[PROMPT] Scan the listing below. Copy each line that contains "ToSql".

-=-=-

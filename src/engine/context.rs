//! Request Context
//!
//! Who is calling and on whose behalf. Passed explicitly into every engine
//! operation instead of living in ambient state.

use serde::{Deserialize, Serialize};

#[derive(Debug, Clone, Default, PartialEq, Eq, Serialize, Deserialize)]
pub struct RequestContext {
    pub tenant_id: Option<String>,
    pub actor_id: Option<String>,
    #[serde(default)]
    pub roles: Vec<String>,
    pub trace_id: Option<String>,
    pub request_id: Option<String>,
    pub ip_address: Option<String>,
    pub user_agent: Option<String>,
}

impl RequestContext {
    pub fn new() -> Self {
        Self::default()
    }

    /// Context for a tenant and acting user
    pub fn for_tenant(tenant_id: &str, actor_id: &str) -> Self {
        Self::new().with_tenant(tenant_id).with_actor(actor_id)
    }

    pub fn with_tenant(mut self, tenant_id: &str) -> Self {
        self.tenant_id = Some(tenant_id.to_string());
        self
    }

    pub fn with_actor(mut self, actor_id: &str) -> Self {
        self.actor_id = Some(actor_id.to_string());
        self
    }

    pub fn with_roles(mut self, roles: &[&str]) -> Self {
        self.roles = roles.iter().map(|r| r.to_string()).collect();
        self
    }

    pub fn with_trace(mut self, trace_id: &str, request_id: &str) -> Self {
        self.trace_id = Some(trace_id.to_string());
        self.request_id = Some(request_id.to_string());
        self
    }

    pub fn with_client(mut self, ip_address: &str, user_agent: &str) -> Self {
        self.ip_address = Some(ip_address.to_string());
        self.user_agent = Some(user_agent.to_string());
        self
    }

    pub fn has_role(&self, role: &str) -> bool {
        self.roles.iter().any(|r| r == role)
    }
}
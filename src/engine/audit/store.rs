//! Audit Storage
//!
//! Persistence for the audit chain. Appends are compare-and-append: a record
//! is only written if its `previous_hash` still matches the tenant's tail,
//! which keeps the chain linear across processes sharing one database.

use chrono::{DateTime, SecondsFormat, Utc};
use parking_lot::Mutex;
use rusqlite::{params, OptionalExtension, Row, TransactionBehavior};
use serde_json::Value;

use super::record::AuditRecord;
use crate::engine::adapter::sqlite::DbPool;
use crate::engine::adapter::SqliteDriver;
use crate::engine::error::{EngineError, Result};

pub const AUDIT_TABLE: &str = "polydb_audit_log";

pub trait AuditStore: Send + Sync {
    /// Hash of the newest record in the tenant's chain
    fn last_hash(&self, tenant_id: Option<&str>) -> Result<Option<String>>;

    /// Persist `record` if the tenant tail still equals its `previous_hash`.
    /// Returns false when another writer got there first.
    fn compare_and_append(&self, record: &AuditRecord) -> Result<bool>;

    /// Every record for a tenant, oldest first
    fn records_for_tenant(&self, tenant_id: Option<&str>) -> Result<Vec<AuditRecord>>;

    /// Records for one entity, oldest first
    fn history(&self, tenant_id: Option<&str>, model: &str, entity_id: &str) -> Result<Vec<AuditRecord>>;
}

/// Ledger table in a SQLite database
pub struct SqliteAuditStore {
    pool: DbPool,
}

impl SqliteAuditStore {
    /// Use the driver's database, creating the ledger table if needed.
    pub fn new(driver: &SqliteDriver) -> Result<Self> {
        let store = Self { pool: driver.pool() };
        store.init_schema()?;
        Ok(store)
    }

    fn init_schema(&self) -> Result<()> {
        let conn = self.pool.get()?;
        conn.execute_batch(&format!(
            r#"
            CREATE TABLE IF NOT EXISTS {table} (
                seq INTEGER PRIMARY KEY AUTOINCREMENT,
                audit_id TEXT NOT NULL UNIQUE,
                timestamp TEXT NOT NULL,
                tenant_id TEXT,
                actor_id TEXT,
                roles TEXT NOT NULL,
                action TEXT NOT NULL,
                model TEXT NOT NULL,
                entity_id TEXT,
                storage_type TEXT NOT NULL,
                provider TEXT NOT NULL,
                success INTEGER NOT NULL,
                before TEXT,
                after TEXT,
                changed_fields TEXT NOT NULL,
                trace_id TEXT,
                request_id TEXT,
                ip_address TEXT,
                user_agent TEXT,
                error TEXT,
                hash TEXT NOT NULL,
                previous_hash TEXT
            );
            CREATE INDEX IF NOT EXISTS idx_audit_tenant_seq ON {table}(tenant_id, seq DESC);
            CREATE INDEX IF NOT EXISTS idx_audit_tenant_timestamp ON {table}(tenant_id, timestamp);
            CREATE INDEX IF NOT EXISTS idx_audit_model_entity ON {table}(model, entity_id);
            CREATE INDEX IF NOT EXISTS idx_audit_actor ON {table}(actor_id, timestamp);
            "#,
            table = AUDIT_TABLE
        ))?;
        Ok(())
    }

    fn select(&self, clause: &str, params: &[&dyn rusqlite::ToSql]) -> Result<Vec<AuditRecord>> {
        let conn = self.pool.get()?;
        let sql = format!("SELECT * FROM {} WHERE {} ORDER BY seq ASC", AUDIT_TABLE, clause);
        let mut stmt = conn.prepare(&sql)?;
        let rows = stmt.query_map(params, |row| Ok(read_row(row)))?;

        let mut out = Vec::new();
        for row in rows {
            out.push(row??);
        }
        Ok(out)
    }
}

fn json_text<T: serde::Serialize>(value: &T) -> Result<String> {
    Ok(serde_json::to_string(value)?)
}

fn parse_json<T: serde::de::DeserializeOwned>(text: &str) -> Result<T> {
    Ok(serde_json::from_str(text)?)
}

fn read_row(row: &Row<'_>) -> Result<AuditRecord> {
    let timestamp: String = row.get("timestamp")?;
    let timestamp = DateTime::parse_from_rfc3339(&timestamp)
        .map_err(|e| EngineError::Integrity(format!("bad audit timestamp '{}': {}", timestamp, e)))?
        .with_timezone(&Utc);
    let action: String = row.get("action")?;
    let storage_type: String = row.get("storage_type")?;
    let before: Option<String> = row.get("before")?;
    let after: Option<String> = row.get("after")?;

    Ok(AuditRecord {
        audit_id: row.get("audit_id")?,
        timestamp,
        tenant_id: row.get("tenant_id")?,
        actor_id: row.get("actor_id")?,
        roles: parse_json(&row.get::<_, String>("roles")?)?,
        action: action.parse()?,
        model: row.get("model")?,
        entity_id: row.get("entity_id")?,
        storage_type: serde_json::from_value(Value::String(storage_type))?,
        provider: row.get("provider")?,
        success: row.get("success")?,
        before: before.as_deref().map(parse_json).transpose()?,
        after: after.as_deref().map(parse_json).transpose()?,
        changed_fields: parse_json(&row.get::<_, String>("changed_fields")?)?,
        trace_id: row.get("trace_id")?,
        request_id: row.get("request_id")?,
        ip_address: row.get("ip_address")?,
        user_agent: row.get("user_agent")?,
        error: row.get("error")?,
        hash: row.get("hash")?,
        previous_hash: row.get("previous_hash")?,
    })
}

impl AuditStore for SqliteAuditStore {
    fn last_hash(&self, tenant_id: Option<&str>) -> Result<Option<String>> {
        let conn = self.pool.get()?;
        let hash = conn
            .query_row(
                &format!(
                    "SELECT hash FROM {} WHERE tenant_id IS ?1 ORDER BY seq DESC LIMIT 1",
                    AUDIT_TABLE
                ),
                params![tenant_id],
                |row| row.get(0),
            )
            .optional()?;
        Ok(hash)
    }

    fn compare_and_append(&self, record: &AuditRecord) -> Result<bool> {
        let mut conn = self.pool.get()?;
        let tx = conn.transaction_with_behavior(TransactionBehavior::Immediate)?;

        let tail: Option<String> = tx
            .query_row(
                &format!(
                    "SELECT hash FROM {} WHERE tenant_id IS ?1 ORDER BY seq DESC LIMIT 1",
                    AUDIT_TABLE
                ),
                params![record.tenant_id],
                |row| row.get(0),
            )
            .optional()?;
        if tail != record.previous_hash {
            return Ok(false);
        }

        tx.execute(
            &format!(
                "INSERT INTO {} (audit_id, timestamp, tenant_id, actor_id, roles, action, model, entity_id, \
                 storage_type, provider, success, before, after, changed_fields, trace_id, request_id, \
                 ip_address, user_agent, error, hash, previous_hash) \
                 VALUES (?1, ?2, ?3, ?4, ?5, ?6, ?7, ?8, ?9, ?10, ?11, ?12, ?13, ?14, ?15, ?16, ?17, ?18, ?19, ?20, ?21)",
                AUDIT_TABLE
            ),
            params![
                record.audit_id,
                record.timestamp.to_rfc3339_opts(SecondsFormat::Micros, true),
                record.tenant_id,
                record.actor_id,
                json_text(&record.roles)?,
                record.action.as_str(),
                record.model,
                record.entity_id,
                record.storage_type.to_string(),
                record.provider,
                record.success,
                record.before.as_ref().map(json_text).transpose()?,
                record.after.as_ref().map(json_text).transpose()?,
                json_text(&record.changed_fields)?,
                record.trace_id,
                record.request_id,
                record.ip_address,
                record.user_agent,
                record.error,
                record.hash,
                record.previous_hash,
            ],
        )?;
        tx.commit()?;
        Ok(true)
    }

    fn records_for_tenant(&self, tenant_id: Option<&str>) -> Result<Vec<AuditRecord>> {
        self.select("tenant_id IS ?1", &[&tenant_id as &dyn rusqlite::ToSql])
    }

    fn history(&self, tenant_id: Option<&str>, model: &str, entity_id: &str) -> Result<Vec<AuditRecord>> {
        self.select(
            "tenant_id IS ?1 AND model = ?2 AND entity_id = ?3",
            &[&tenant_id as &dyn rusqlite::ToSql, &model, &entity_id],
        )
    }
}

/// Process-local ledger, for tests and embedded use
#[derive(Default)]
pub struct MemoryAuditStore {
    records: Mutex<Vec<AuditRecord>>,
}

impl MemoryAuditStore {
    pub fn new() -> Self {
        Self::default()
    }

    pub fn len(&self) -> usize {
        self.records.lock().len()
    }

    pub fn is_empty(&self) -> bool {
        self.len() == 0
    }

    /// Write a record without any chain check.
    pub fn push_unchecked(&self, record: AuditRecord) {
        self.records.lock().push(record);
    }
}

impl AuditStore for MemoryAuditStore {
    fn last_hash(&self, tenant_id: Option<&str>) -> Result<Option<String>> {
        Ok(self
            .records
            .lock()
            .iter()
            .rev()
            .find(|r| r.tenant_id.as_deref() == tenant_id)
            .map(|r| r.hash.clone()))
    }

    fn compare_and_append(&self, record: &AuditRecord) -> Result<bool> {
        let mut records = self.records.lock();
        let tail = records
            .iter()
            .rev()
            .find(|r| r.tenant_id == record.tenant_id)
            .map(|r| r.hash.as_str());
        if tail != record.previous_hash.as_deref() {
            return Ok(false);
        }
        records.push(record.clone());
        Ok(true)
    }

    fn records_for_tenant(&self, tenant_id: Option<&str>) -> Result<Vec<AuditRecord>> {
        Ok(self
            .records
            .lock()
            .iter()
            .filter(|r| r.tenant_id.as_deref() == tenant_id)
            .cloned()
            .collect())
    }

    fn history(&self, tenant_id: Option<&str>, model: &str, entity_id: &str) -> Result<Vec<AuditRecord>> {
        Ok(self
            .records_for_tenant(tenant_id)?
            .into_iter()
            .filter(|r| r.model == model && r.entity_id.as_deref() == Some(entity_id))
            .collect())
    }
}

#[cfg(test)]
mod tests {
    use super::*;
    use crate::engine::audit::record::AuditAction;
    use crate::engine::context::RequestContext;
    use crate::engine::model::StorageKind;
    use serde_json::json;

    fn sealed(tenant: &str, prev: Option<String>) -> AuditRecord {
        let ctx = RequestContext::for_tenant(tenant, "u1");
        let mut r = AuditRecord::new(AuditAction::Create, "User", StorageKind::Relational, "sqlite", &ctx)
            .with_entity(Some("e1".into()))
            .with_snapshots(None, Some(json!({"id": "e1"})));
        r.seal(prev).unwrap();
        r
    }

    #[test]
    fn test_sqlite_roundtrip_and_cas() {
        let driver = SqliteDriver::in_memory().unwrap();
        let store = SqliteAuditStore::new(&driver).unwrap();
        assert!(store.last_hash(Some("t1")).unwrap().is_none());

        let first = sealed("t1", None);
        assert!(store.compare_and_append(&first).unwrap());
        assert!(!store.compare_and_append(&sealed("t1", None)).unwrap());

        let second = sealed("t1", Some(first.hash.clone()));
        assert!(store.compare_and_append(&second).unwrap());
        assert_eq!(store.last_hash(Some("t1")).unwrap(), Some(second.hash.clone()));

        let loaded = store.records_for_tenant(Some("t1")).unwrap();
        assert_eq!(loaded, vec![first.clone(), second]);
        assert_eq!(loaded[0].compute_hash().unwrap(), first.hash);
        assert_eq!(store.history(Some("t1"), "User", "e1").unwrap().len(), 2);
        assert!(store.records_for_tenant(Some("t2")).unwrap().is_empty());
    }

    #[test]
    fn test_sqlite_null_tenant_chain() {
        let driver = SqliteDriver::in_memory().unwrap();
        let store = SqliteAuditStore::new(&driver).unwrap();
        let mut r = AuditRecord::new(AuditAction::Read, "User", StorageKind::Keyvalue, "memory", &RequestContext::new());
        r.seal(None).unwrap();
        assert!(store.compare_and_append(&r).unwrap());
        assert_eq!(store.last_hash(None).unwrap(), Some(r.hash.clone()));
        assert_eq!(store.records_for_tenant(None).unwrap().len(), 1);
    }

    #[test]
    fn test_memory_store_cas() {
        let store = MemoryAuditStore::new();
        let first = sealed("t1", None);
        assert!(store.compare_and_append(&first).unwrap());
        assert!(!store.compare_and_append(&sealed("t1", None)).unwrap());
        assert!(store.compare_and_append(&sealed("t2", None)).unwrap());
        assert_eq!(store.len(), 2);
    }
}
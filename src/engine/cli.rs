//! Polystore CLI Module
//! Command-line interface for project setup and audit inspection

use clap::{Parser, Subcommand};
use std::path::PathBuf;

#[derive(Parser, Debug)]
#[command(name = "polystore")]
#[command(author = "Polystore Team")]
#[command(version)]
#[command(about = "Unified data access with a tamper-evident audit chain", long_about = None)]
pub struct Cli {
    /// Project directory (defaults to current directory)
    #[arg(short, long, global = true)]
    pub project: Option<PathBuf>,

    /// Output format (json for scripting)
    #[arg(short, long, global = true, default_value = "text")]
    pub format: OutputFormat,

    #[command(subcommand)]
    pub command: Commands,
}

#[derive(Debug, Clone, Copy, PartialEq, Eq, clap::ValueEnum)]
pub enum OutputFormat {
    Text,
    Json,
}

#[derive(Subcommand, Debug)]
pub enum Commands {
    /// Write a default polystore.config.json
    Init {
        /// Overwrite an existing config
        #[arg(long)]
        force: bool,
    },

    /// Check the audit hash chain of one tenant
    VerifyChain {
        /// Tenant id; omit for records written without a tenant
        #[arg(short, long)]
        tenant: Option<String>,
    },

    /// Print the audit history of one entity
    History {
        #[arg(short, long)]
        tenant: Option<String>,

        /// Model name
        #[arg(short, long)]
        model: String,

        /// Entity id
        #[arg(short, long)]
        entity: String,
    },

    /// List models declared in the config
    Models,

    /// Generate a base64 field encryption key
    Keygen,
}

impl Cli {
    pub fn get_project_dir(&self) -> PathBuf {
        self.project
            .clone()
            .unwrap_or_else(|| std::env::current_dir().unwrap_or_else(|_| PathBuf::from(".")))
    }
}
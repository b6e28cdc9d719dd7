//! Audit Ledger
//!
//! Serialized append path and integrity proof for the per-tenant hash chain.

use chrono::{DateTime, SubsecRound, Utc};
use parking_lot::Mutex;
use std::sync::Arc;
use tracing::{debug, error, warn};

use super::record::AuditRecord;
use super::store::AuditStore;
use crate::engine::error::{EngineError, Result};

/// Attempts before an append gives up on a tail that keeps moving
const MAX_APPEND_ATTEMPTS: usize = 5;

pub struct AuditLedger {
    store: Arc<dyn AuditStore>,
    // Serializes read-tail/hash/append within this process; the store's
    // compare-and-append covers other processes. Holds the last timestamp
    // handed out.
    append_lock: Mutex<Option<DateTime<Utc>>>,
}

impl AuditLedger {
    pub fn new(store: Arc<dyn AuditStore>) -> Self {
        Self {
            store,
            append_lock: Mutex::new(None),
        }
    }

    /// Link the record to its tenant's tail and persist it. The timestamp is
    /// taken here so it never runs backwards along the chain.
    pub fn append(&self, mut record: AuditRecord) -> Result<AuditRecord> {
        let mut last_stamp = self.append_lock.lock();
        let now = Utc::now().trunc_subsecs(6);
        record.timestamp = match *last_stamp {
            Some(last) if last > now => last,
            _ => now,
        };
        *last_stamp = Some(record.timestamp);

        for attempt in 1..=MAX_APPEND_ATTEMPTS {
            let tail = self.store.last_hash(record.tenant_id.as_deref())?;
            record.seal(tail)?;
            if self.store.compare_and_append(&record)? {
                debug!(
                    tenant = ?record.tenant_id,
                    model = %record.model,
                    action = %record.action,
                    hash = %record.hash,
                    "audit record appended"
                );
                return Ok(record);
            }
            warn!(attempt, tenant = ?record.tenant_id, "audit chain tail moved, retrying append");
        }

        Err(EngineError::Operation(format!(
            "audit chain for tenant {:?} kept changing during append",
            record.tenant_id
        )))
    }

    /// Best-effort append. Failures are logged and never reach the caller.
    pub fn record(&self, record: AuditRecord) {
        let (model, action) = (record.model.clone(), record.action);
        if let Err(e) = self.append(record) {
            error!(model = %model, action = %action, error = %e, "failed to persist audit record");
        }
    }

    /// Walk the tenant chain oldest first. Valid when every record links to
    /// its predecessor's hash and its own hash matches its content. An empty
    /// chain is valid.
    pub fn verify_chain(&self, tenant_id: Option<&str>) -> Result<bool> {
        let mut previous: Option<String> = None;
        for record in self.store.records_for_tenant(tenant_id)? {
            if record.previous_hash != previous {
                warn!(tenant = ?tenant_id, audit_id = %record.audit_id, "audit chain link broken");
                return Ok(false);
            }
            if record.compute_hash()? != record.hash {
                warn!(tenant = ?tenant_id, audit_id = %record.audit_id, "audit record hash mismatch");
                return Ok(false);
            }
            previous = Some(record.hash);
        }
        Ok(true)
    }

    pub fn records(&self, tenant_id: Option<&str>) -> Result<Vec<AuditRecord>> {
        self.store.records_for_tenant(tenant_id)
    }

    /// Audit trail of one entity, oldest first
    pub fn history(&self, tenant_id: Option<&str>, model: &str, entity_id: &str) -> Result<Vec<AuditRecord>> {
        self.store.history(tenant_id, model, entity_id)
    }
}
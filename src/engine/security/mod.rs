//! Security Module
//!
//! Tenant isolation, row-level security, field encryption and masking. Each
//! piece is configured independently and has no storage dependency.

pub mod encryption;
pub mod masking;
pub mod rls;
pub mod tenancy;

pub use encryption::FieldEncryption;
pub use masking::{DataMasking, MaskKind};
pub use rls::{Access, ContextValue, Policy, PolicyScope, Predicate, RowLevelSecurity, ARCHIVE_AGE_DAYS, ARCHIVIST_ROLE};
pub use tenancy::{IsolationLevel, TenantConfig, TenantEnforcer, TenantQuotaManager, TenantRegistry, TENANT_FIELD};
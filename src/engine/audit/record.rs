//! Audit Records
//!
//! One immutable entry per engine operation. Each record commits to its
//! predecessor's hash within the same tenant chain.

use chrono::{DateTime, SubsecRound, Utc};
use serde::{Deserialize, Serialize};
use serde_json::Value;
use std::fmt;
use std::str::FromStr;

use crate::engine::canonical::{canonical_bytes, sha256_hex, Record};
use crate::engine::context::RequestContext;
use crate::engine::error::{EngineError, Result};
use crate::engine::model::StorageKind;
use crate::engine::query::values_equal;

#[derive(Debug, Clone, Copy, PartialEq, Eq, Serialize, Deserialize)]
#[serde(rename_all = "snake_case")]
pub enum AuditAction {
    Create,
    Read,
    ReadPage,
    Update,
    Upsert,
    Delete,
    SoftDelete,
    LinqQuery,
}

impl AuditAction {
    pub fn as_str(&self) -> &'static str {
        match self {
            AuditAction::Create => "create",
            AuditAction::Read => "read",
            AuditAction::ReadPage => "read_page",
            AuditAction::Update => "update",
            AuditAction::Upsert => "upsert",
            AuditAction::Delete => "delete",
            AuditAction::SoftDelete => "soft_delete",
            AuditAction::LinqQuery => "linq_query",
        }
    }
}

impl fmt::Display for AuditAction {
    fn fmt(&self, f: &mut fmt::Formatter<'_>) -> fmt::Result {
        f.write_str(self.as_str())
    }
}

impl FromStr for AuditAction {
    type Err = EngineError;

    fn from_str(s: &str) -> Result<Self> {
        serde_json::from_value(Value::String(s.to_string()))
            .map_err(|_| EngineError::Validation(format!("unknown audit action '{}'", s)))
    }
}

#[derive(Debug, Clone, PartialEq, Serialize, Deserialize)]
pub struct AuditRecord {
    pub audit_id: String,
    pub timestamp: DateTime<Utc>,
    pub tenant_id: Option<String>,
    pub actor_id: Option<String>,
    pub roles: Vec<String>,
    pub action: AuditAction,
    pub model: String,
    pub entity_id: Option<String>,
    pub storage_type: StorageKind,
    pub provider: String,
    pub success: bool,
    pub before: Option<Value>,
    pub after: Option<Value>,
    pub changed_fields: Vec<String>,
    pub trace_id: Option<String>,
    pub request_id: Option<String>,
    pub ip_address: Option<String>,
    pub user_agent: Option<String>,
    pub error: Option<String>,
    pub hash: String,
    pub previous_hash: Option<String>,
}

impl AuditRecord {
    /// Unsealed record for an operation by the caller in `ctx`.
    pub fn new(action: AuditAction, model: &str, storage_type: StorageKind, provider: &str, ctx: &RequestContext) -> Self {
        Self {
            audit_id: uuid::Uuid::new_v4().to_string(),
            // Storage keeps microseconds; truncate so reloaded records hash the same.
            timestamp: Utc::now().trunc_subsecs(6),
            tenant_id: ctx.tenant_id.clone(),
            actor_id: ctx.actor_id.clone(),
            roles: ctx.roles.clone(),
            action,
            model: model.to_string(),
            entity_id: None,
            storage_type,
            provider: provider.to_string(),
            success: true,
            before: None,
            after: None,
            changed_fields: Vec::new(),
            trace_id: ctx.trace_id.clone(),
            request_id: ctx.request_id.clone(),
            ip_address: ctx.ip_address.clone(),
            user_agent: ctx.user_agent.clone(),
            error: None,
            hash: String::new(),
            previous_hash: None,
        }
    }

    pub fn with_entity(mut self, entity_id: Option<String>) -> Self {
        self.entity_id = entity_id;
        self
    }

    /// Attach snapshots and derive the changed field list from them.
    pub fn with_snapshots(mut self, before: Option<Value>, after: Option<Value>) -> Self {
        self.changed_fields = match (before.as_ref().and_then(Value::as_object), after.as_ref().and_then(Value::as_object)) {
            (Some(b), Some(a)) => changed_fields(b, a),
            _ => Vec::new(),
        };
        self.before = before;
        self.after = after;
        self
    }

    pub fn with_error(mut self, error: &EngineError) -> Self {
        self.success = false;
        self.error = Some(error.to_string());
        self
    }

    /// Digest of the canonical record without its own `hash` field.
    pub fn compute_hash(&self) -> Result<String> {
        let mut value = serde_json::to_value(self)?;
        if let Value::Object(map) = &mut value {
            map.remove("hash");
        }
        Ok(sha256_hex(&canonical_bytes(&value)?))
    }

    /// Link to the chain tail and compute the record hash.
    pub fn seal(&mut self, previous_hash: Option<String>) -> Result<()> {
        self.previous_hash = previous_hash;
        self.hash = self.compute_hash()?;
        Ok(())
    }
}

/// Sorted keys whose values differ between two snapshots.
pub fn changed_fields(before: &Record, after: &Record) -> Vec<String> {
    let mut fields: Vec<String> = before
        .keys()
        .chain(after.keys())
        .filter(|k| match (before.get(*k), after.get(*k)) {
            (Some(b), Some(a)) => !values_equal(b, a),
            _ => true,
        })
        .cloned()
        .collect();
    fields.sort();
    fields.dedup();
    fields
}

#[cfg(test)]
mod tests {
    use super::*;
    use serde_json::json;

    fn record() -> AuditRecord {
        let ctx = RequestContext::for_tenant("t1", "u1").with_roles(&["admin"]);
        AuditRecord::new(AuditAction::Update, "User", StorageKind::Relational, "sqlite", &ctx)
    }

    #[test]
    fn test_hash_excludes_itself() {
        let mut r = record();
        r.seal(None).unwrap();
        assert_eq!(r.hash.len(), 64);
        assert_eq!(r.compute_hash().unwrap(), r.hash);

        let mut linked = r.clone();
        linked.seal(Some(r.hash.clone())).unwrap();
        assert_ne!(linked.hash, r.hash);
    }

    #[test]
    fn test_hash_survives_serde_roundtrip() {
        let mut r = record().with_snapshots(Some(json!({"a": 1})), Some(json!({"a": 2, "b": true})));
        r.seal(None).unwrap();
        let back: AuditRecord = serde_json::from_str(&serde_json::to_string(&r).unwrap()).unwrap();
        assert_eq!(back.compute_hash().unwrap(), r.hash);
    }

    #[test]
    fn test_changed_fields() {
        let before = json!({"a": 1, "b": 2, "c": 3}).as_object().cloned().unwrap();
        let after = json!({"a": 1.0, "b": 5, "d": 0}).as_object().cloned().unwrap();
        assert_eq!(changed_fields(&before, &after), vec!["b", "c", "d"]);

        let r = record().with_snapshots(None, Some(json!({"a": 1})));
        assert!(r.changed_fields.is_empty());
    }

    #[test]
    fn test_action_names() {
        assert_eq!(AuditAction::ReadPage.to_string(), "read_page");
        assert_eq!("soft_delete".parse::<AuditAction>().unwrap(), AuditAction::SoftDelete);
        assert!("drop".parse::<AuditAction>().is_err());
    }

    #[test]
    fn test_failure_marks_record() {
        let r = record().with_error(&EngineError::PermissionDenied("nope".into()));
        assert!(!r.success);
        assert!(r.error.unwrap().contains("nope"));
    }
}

-=-=-

[TASK RESULT]
    fn select(&self, clause: &str, params: &[&dyn rusqlite::ToSql]) -> Result<Vec<AuditRecord>> {
        self.select("tenant_id IS ?1", &[&tenant_id as &dyn rusqlite::ToSql])
            &[&tenant_id as &dyn rusqlite::ToSql, &model, &entity_id],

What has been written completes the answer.